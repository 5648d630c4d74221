pub mod correlation_localizer;
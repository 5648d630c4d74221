use std::fmt;

use chrono::{DateTime, Local};
use crossbeam_channel::{Receiver, Sender};

const TIMESTAMP_FORMAT: &str = "[%Y/%m/%d %H:%M:%S]";

#[derive(Clone, Copy, Debug, PartialEq, Eq)]
pub enum LogLevel {
    Debug,
    Info,
    Warning,
    Error,
}

impl fmt::Display for LogLevel {
    fn fmt(&self, f: &mut fmt::Formatter<'_>) -> fmt::Result {
        match self {
            LogLevel::Debug => write!(f, "Debug"),
            LogLevel::Info => write!(f, "Info"),
            LogLevel::Warning => write!(f, "Warning"),
            LogLevel::Error => write!(f, "Error"),
        }
    }
}

/// One operator-facing status line.
#[derive(Clone, Debug, PartialEq, Eq)]
pub struct LogEntry {
    pub level: LogLevel,
    pub message: String,
}

impl LogEntry {
    /// Formats the entry with the time it was consumed, not produced.
    pub fn render(&self, at: DateTime<Local>) -> String {
        format!("{} {}", at.format(TIMESTAMP_FORMAT), self.message)
    }
}

/// Multi-producer status channel shared by every worker.
///
/// Each message is mirrored to the `log` facade and forwarded over an
/// unbounded channel, so emitting never blocks. Messages are dropped silently
/// once the consumer is gone.
#[derive(Clone)]
pub struct EventLog {
    tx: Sender<LogEntry>,
}

impl EventLog {
    pub fn channel() -> (Self, Receiver<LogEntry>) {
        let (tx, rx) = crossbeam_channel::unbounded();
        (Self { tx }, rx)
    }

    pub fn emit(&self, level: LogLevel, message: impl Into<String>) {
        let message = message.into();
        match level {
            LogLevel::Debug => log::debug!("{message}"),
            LogLevel::Info => log::info!("{message}"),
            LogLevel::Warning => log::warn!("{message}"),
            LogLevel::Error => log::error!("{message}"),
        }
        let _ = self.tx.send(LogEntry { level, message });
    }

    pub fn debug(&self, message: impl Into<String>) {
        self.emit(LogLevel::Debug, message);
    }

    pub fn info(&self, message: impl Into<String>) {
        self.emit(LogLevel::Info, message);
    }

    pub fn warn(&self, message: impl Into<String>) {
        self.emit(LogLevel::Warning, message);
    }

    pub fn error(&self, message: impl Into<String>) {
        self.emit(LogLevel::Error, message);
    }
}

#[cfg(test)]
mod tests {
    use super::*;
    use chrono::TimeZone;

    #[test]
    fn test_messages_arrive_in_order() {
        let (log, rx) = EventLog::channel();
        log.info("Info: first");
        log.warn("Warning: second");
        log.error("Error: third");

        let entries: Vec<LogEntry> = rx.try_iter().collect();
        assert_eq!(entries.len(), 3);
        assert_eq!(entries[0].level, LogLevel::Info);
        assert_eq!(entries[1].message, "Warning: second");
        assert_eq!(entries[2].level, LogLevel::Error);
    }

    #[test]
    fn test_clones_share_the_consumer() {
        let (log, rx) = EventLog::channel();
        let producer = log.clone();
        std::thread::spawn(move || producer.debug("from thread"))
            .join()
            .unwrap();

        assert_eq!(rx.try_recv().unwrap().message, "from thread");
    }

    #[test]
    fn test_emit_after_consumer_dropped_is_silent() {
        let (log, rx) = EventLog::channel();
        drop(rx);
        log.info("nobody listening");
    }

    #[test]
    fn test_render_prefixes_timestamp() {
        let at = Local.with_ymd_and_hms(2024, 3, 9, 7, 5, 2).unwrap();
        let entry = LogEntry {
            level: LogLevel::Info,
            message: "Info: camera ready".into(),
        };
        assert_eq!(entry.render(at), "[2024/03/09 07:05:02] Info: camera ready");
    }
}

------------------------

*TASK GOAL:*
Return, word for word, the lines of the data above from the line with "pub struct EventLog" through the line with "pub fn debug(&self, message: impl", inclusive.

*COMPLETED EXERCISE:*
pub struct EventLog {
    tx: Sender<LogEntry>,
}

impl EventLog {
    pub fn channel() -> (Self, Receiver<LogEntry>) {
        let (tx, rx) = crossbeam_channel::unbounded();
        (Self { tx }, rx)
    }

    pub fn emit(&self, level: LogLevel, message: impl Into<String>) {
        let message = message.into();
        match level {
            LogLevel::Debug => log::debug!("{message}"),
            LogLevel::Info => log::info!("{message}"),
            LogLevel::Warning => log::warn!("{message}"),
            LogLevel::Error => log::error!("{message}"),
        }
        let _ = self.tx.send(LogEntry { level, message });
    }

    pub fn debug(&self, message: impl Into<String>) {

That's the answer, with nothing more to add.